Video: Tuba français

Konservierung

Historische Musikinstrumente sind zahlreich in Museen und privaten Sammlungen erhalten. Einige werden weiterhin gespielt. Dies ist für Geigen und Klaviere sinnvoll, bei Blasinstrumenten jedoch problematisch wegen der Atemfeuchtigkeit. Blasinstrumente aus Metall korrodieren von innen, bei solchen aus Holz entstehen leicht Risse.

Benutzen oder bewahren?

Daher stehen wir vor dem Dilemma: Sollten wir historische Instrumente bewahren in dem wir sie «still-legen», d.h. keinen Ton mehr darauf spielen? Oder sollten wir sie weiterhin spielen – bis auch sie kaputt sind, wie die meisten Instrumente ihrer Zeit? Das Dilemma ist nicht lösbar, entweder zerstören wir die musikalische oder die physische Seite des Musik-Instruments.

Korrosion in Blechblasinstrumenten

Ein Forschungsprojekt der HKB in Zusammenarbeit mit der ETH, dem Nationalmuseum und dem Paul Scherrer Institut erforschte die Korrosionsphänomene in Blechblasinstrumenten. Die Ausgangshypothese war, dass die Korrosion gehemmt würde, wenn wir das Innere nach jeder Benutzung trocknen. Dies ist ja immerhin ein Rohrsystem von bis zu zehn Metern Länge. Ohne Trocknen würde dies über Wochen feucht bleiben, auch wenn das Instrument nur einmal gespielt wurde! Die Korrosionsprozesse sind so über lange Zeit aktiviert.
Röntgenbildern des Paul-Scherrer-Instituts können dies eindrücklich illustrieren, siehe Video unten.
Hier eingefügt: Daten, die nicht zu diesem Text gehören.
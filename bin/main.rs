//! rotapost binary.
#![allow(unreachable_pub, dead_code, clippy::missing_const_for_fn, clippy::option_if_let_else)]
//!
//! Publishes the next post of a rotation, meant to be triggered once per
//! scheduled slot (cron, CI schedule):
//! - Content from a Google Drive folder, falling back to a local folder
//! - Publishing to LinkedIn through the UGC Posts API
//! - Rotation state persisted per scope under the state directory
//!
//! ## Usage
//!
//! ```bash
//! # Publish the next post
//! rotapost --config rotapost.toml
//!
//! # Preview without publishing
//! rotapost --dry-run --posts-dir ./posts
//!
//! # Start the rotation over
//! rotapost --reset
//! ```

mod config;
mod drive;
mod linkedin;

use std::{process::ExitCode, time::Duration};

use clap::Parser;
use rand::Rng;
use rotapost::{
    ContentItem, ContentSource, FallbackSource, FileStateStore, LoadedState, LocalDirSource,
    Orchestrator, OrchestratorConfig, PublishError, PublishReceipt, Publisher, RotationError,
    RunMode, RunOutcome, ScopeKey, SourceError,
};
use tracing::{error, info};
use tracing_subscriber::{layer::SubscriberExt, util::SubscriberInitExt};

use crate::{
    config::{Cli, Config, ConfigError, Secrets},
    drive::DriveSource,
    linkedin::LinkedInPublisher,
};

/// Characters of a post shown in dry-run output.
const PREVIEW_CHARS: usize = 500;

/// Exit code for configuration errors.
const CONFIG_EXIT_CODE: u8 = 1;

#[tokio::main]
async fn main() -> ExitCode {
    let cli = Cli::parse();

    // Initialize tracing
    let default_level = if cli.debug { "debug" } else { "info" };
    tracing_subscriber::registry()
        .with(
            tracing_subscriber::EnvFilter::try_from_default_env()
                .unwrap_or_else(|_| default_level.into()),
        )
        .with(tracing_subscriber::fmt::layer())
        .init();

    let mode = cli.mode();
    let config = match Config::load(&cli) {
        Ok(config) => config,
        Err(e) => {
            error!(error = %e, "invalid configuration");
            return ExitCode::from(CONFIG_EXIT_CODE);
        }
    };
    info!(?config, ?mode, "loaded configuration");

    if mode == RunMode::Publish && !cli.no_random_delay {
        start_delay(config.max_start_delay_secs).await;
    }

    match run(&config, &Secrets::from_env(), mode).await {
        Ok(outcome) => {
            report(&outcome);
            ExitCode::SUCCESS
        }
        Err(AppError::Config(e)) => {
            error!(error = %e, "invalid configuration");
            ExitCode::from(CONFIG_EXIT_CODE)
        }
        Err(AppError::Run(e)) => {
            error!(error = %e, "run failed");
            ExitCode::from(e.exit_code())
        }
    }
}

/// Errors surfaced by the binary.
#[derive(Debug, thiserror::Error)]
enum AppError {
    #[error(transparent)]
    Config(#[from] ConfigError),
    #[error(transparent)]
    Run(#[from] RotationError),
}

async fn run(config: &Config, secrets: &Secrets, mode: RunMode) -> Result<RunOutcome, AppError> {
    let timeout = Duration::from_millis(config.http_timeout_ms);
    let source = build_source(config, secrets, timeout);
    let store = FileStateStore::new(&config.state_dir);
    let orchestrator_config = OrchestratorConfig { scope: config.scope.clone() };

    if mode == RunMode::Publish {
        let author =
            config.linkedin_author.clone().ok_or(ConfigError::Missing("linkedin_author"))?;
        let token =
            secrets.linkedin_token.clone().ok_or(ConfigError::Missing("ROTAPOST_LINKEDIN_TOKEN"))?;
        let publisher = LinkedInPublisher::new(&config.linkedin_api_base, author, token, timeout)
            .map_err(RotationError::from)?;
        let orchestrator = Orchestrator::new(orchestrator_config, source, publisher, store);
        return Ok(orchestrator.run(mode).await?);
    }

    let orchestrator = Orchestrator::new(orchestrator_config, source, NoPublisher, store);
    Ok(orchestrator.run(mode).await?)
}

/// Content source chosen from the configuration.
#[derive(Debug)]
enum Source {
    Local(LocalDirSource),
    Drive(FallbackSource<DriveSource, LocalDirSource>),
}

impl ContentSource for Source {
    async fn list_items(&self, scope: &ScopeKey) -> Result<Vec<ContentItem>, SourceError> {
        match self {
            Self::Local(source) => source.list_items(scope).await,
            Self::Drive(source) => source.list_items(scope).await,
        }
    }

    fn describe(&self) -> String {
        match self {
            Self::Local(source) => source.describe(),
            Self::Drive(source) => source.describe(),
        }
    }
}

fn build_source(config: &Config, secrets: &Secrets, timeout: Duration) -> Source {
    let local = LocalDirSource::new(&config.posts_dir);
    let (Some(folder), Some(token)) = (&config.drive_folder_id, &secrets.drive_token) else {
        info!(dir = %config.posts_dir.display(), "drive not configured, using local posts");
        return Source::Local(local);
    };

    match DriveSource::new(&config.drive_api_base, folder, token, timeout) {
        Ok(drive) => Source::Drive(FallbackSource::new(drive, local)),
        Err(e) => {
            error!(error = %e, "cannot initialize drive source, using local posts");
            Source::Local(local)
        }
    }
}

/// Publisher for modes that never publish.
#[derive(Debug, Clone, Copy)]
struct NoPublisher;

impl Publisher for NoPublisher {
    async fn publish(&self, _body: &str) -> Result<PublishReceipt, PublishError> {
        Err(PublishError::Unauthorized("publishing is disabled in this mode".to_string()))
    }
}

/// Sleeps a random duration up to `max_secs` to spread scheduled posts.
async fn start_delay(max_secs: u64) {
    if max_secs == 0 {
        return;
    }
    let secs = rand::thread_rng().gen_range(0..=max_secs);
    info!(delay_secs = secs, "waiting before posting");
    tokio::time::sleep(Duration::from_secs(secs)).await;
}

fn report(outcome: &RunOutcome) {
    match outcome {
        RunOutcome::Published { selection, receipt } => {
            info!(
                item = %selection.item.label(),
                post_id = receipt.post_id.as_deref().unwrap_or("unknown"),
                cycle = selection.next_state.cycle_count,
                "post published"
            );
        }
        RunOutcome::Previewed { selection } => {
            println!(
                "would publish {} ({} of {})",
                selection.item.label(),
                selection.position + 1,
                selection.total
            );
            println!("{}", preview(&selection.item.body));
        }
        RunOutcome::Reset { state } => println!("rotation reset: {state}"),
        RunOutcome::Status { loaded } => {
            println!("{}", loaded.state());
            if let LoadedState::Recovered { reason, .. } = loaded {
                println!("stored state was discarded: {reason}");
            }
        }
    }
}

fn preview(body: &str) -> String {
    let mut shown: String = body.chars().take(PREVIEW_CHARS).collect();
    if body.chars().nth(PREVIEW_CHARS).is_some() {
        shown.push_str("...");
    }
    shown
}

#[cfg(test)]
mod tests {
    use super::*;

    #[test]
    fn test_preview_truncates_long_bodies() {
        assert_eq!(preview("short"), "short");
        let long = "é".repeat(PREVIEW_CHARS + 10);
        let shown = preview(&long);
        assert!(shown.ends_with("..."));
        assert_eq!(shown.chars().count(), PREVIEW_CHARS + 3);
    }

    #[test]
    fn test_local_source_without_drive() {
        let config = Config::default();
        let source = build_source(&config, &Secrets::default(), Duration::from_secs(1));
        assert!(matches!(source, Source::Local(_)));
    }

    #[test]
    fn test_drive_source_with_folder_and_token() {
        let config = Config { drive_folder_id: Some("F1".to_string()), ..Config::default() };
        let secrets = Secrets { drive_token: Some("tok".to_string()), linkedin_token: None };
        let source = build_source(&config, &secrets, Duration::from_secs(1));
        assert_eq!(source.describe(), "drive:F1 (fallback local:posts)");
    }

    #[tokio::test]
    async fn test_publish_requires_linkedin_settings() {
        let dir = tempfile::tempdir().unwrap();
        let config = Config { state_dir: dir.path().to_path_buf(), ..Config::default() };
        let err = run(&config, &Secrets::default(), RunMode::Publish).await.unwrap_err();
        assert!(matches!(err, AppError::Config(ConfigError::Missing("linkedin_author"))));
    }

    #[tokio::test]
    async fn test_dry_run_against_local_folder() {
        let dir = tempfile::tempdir().unwrap();
        let posts = dir.path().join("posts");
        std::fs::create_dir(&posts).unwrap();
        std::fs::write(posts.join("hello.txt"), "Hello from disk").unwrap();

        let config = Config {
            state_dir: dir.path().join("state"),
            posts_dir: posts,
            ..Config::default()
        };
        let outcome = run(&config, &Secrets::default(), RunMode::DryRun).await.unwrap();
        match outcome {
            RunOutcome::Previewed { selection } => {
                assert_eq!(selection.item.body, "Hello from disk");
            }
            other => panic!("unexpected outcome {other:?}"),
        }
        assert!(!dir.path().join("state").join("default.json").exists());
    }
}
Um dies zu erforschen, wurden 16 Instrumente über 14 Monate untersucht. Nach dem täglichen Spielen wurden die einen mittels Ventilator im Inneren getrocknet, die andern nicht. Die Resultate zeigen, dass solches Trocknen die Instrumente schont: Die Korrosionsprozesse sind bei Benutzung des Ventilators nicht aktiviert, bei Nicht-Benutzung hingegen schon.

Tiefe Blechblasinstrumente für die historische Aufführungspraxis

... stehen im Klingenden Museum Bern zur Verfügung. Einige können vor Ort angespielt, andere können sogar ausgeliehen werden. Anfragen an mail@fresh-wind.ch.

Beispiele:

  • Saxhörner Sopran in Es bis Contrebasse in B siehe Webseite des HKB-Forschungsprojekts zum Saxhorn
  • Ophikleide in C mit 9 Klappen von Konrad Burri, Zimmerwald 2010, Nachbau nach Couturier, Lyon (aktuell in der Ausstellung Fresh Wind zu sehen und zu spielen)
  • Tuba in F (Tornistertuba) von August Heinrich Rott, Prag um 1890, mit 3 Wienerventilen
  • Tuba français in C von J. Gras, Paris um 1920, 6 Ventile
    Geeignet für französische Musik von Ravel, Stravinsky, u.a. (zur Zeit in der Ausstellung Fresh Wind zu sehen)
  • Tuba in C von Hirsbrunner, Sumiswald 1976, 4 Drehventile, 4/4-Mensur, Protoyp
Instrumente der französischen Kavallerie um 1860. Sie können für Projekte der historischen Aufführungspraxis ausgeliehen werden.
Instrumente der französischen Kavallerie um 1860. Sie können für Projekte der historischen Aufführungspraxis ausgeliehen werden.